> **WHAT TO PRODUCE**
From the listing below, return every line with the string "ImageError" in it.
--------------------
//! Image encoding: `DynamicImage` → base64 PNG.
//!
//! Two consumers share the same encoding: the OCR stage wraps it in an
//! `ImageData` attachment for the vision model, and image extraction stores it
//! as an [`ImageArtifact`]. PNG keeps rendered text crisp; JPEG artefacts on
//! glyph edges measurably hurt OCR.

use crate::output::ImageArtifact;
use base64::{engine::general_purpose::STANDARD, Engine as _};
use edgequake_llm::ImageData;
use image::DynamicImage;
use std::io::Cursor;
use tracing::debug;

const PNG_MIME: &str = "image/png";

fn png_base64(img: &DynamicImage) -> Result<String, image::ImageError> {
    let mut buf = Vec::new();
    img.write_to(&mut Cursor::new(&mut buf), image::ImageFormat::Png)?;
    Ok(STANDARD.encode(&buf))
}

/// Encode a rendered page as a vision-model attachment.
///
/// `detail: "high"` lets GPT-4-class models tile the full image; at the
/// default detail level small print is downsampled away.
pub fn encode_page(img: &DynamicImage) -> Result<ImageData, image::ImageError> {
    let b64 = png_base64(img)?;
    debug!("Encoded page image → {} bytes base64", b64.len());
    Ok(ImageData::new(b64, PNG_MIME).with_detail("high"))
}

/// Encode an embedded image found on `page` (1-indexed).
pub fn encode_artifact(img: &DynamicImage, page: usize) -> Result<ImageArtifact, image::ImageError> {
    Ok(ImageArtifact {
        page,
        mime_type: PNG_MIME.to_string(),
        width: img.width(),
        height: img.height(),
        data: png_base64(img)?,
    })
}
--------------------
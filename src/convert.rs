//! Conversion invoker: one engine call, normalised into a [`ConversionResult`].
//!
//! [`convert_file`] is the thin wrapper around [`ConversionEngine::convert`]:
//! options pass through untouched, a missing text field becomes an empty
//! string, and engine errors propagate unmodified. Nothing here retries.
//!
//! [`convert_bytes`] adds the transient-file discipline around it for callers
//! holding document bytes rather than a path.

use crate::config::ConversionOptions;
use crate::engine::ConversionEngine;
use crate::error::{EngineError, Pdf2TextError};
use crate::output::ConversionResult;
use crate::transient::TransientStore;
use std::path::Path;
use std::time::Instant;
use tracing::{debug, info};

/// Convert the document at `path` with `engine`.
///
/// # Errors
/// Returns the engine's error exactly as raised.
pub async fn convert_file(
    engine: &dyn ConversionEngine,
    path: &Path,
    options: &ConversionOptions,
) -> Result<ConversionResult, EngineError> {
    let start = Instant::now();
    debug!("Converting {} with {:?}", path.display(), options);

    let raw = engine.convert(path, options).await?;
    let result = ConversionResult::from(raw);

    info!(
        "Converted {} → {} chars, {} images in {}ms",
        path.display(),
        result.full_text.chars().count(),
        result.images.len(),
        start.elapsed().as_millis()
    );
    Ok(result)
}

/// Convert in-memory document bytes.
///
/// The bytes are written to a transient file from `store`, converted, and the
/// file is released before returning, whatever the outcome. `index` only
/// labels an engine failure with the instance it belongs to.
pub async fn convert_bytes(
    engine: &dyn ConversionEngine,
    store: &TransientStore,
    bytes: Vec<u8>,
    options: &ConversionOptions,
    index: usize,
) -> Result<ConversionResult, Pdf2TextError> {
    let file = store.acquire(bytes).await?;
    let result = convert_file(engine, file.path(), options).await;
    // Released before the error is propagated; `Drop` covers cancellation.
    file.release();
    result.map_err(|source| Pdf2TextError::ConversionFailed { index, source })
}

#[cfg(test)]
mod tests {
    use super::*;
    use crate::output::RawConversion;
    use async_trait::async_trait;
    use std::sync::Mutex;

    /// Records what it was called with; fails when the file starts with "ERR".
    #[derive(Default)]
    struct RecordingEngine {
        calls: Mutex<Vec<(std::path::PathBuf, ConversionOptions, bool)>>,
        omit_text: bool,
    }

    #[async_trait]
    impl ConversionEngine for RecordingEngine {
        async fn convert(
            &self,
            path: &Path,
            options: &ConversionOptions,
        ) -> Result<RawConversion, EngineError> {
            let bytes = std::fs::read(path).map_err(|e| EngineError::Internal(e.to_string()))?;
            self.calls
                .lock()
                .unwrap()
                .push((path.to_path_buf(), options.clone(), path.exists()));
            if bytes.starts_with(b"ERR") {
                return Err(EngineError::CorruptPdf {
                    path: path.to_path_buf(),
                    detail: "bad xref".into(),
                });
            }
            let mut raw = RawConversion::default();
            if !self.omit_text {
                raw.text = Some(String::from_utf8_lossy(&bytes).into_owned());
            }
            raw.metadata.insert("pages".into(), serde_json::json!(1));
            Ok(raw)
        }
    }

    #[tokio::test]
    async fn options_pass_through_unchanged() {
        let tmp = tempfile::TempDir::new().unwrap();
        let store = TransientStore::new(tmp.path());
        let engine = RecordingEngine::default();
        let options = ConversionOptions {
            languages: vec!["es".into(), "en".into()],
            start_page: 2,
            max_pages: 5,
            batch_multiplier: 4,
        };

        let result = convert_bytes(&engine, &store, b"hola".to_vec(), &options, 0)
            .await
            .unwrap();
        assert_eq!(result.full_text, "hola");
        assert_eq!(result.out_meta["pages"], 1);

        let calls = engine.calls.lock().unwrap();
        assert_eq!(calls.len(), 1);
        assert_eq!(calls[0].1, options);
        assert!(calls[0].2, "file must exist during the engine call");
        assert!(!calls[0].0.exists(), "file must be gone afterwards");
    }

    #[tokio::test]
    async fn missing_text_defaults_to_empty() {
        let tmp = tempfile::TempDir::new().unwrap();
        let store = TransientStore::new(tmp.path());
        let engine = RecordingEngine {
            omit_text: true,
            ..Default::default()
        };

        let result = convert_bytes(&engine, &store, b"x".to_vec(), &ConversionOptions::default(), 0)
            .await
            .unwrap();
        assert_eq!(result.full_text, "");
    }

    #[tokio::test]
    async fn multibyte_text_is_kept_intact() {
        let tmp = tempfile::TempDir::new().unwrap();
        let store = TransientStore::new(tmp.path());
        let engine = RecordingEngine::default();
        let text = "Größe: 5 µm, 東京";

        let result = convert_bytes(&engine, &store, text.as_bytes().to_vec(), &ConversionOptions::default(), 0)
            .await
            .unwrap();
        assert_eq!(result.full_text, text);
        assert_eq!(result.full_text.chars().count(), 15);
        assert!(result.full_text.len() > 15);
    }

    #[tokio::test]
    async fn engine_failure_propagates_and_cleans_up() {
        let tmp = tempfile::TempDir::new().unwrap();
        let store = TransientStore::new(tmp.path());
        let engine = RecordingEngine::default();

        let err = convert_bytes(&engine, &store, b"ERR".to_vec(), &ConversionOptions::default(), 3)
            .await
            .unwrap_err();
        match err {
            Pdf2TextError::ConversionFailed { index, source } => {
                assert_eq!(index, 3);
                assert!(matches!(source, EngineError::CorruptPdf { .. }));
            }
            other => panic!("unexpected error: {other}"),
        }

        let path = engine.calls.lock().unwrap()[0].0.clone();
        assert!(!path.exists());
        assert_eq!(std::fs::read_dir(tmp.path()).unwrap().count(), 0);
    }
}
--------------------
> **TASK SOLUTION**
fn png_base64(img: &DynamicImage) -> Result<String, image::ImageError> {
pub fn encode_page(img: &DynamicImage) -> Result<ImageData, image::ImageError> {
pub fn encode_artifact(img: &DynamicImage, page: usize) -> Result<ImageArtifact, image::ImageError> {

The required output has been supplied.